This is the display I built for “Wooden Supplies”, formerly HFS Timber (Harlestone Firs Sawmill). It is a bit of a “mishmash” but it was designed to show people what is possible and to give some ideas.
This deck was originally sited at the rear of the premises and has recently been removed to make way for more storage space. I have subsequently built another deck for them to display their latest range of products and this situated at the front of the premises.
Deck Features (click to see others with this feature):
- Large Wooden Decks
- Split Level Wood Decks
- Raised Decks
- Decks with Handrails
- Decks with steps
- Decks with special features
This is the finished deck, which you may have seen before. The brief was to build a large deck, with as many features as possible, to give people ideas as to what could be done and to display as many different products as possible. On this deck you will see that there are both round and square Newel posts and spindles. The actual decking has been laid in many different directions as well as “upside down”. It is raised, split level and incorporates various steps and a hatch for access to a septic tank.
This shows part of the frame and the start of some of the decking. The posts on the right form an integral part of the frame supports but are also extended to take fence panels. In the centre of the picture, laid on the frame, you can see a support post which has been notched out ready for fitting and bolting through.

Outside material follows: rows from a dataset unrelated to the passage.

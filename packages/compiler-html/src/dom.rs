//! Abstract HTML tree
//!
//! The export pipeline and the hydration mounter work on this tree instead
//! of a live DOM; only the printer turns it into markup.

/// HTML node
#[derive(Debug, Clone, PartialEq)]
pub enum HtmlNode {
    Element(HtmlElement),
    /// Text content (escaped when printed)
    Text(String),
    /// Pre-escaped markup or raw-text element content (`<script>`, `<style>`)
    Raw(String),
}

#[derive(Debug, Clone, PartialEq)]
pub struct HtmlElement {
    pub tag: String,
    /// Attributes in insertion order
    pub attributes: Vec<(String, String)>,
    pub children: Vec<HtmlNode>,
}

impl HtmlElement {
    pub fn new(tag: impl Into<String>) -> Self {
        Self {
            tag: tag.into(),
            attributes: Vec::new(),
            children: Vec::new(),
        }
    }

    pub fn with_attr(mut self, name: impl Into<String>, value: impl Into<String>) -> Self {
        self.set_attr(name, value);
        self
    }

    pub fn with_class(mut self, class: &str) -> Self {
        self.add_class(class);
        self
    }

    pub fn with_child(mut self, child: impl Into<HtmlNode>) -> Self {
        self.children.push(child.into());
        self
    }

    pub fn with_children(mut self, children: impl IntoIterator<Item = HtmlNode>) -> Self {
        self.children.extend(children);
        self
    }

    pub fn with_text(self, text: impl Into<String>) -> Self {
        self.with_child(HtmlNode::Text(text.into()))
    }

    pub fn attr(&self, name: &str) -> Option<&str> {
        self.attributes
            .iter()
            .find(|(key, _)| key.eq_ignore_ascii_case(name))
            .map(|(_, value)| value.as_str())
    }

    pub fn has_attr(&self, name: &str) -> bool {
        self.attr(name).is_some()
    }

    /// Attribute equals `value` (ASCII case-insensitive)
    pub fn attr_is(&self, name: &str, value: &str) -> bool {
        self.attr(name)
            .map(|actual| actual.trim().eq_ignore_ascii_case(value))
            .unwrap_or(false)
    }

    pub fn set_attr(&mut self, name: impl Into<String>, value: impl Into<String>) {
        let name = name.into();
        let value = value.into();
        match self
            .attributes
            .iter_mut()
            .find(|(key, _)| key.eq_ignore_ascii_case(&name))
        {
            Some(entry) => entry.1 = value,
            None => self.attributes.push((name, value)),
        }
    }

    pub fn remove_attr(&mut self, name: &str) -> Option<String> {
        let pos = self
            .attributes
            .iter()
            .position(|(key, _)| key.eq_ignore_ascii_case(name))?;
        Some(self.attributes.remove(pos).1)
    }

    pub fn classes(&self) -> impl Iterator<Item = &str> {
        self.attr("class").unwrap_or_default().split_whitespace()
    }

    pub fn has_class(&self, class: &str) -> bool {
        self.classes().any(|c| c == class)
    }

    pub fn add_class(&mut self, class: &str) {
        if self.has_class(class) {
            return;
        }
        let classes = match self.attr("class") {
            Some(existing) if !existing.trim().is_empty() => format!("{} {}", existing.trim(), class),
            _ => class.to_string(),
        };
        self.set_attr("class", classes);
    }

    pub fn is(&self, tag: &str) -> bool {
        self.tag.eq_ignore_ascii_case(tag)
    }

    pub fn child_elements(&self) -> impl Iterator<Item = &HtmlElement> {
        self.children.iter().filter_map(HtmlNode::as_element)
    }

    pub fn has_element_children(&self) -> bool {
        self.child_elements().next().is_some()
    }

    pub fn text_content(&self) -> String {
        self.children.iter().map(HtmlNode::text_content).collect()
    }
}

impl HtmlNode {
    pub fn text(text: impl Into<String>) -> Self {
        HtmlNode::Text(text.into())
    }

    pub fn as_element(&self) -> Option<&HtmlElement> {
        match self {
            HtmlNode::Element(element) => Some(element),
            _ => None,
        }
    }

    pub fn as_element_mut(&mut self) -> Option<&mut HtmlElement> {
        match self {
            HtmlNode::Element(element) => Some(element),
            _ => None,
        }
    }

    pub fn text_content(&self) -> String {
        match self {
            HtmlNode::Element(element) => element.text_content(),
            HtmlNode::Text(text) => text.clone(),
            HtmlNode::Raw(_) => String::new(),
        }
    }
}

impl From<HtmlElement> for HtmlNode {
    fn from(element: HtmlElement) -> Self {
        HtmlNode::Element(element)
    }
}

/// Collect every element matching `predicate`, depth-first
pub fn find_all<'a>(
    nodes: &'a [HtmlNode],
    predicate: &impl Fn(&HtmlElement) -> bool,
) -> Vec<&'a HtmlElement> {
    let mut found = Vec::new();
    for node in nodes {
        if let HtmlNode::Element(element) = node {
            if predicate(element) {
                found.push(element);
            }
            found.extend(find_all(&element.children, predicate));
        }
    }
    found
}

This shows how the frame and supports are jointed. Notice how the bearers are fitted into the notched support and then bolted through.
This picture was taken from the corner before someone decided to cover this part with a “summerhouse”. Note how the decking is laid in different directions on each level. There is no special reason for this other than to show that it can be done for aesthetic effect. The deck has a slight fall from front to back so it will drain equally well with the planks in either direction.
Here you can see an area where the deck planking is laid “smooth side up”. It is arguably easier to clean, but personally, I think it would be too slippery when wet. You can also see the hatch cover over the septic tank, which rather than hide, we made into a sort of feature.
In case you haven’t seen it before, this was the site when work commenced. Note that the ground is “rock hard” because it has had timber stacked on it and vehicles driven over it for generations, and would be very difficult to dig. For this reason, these posts are not set in the ground at all. However, because they would have to support fence panels, a “double frame” was built to support the posts, both at deck height and at ground level.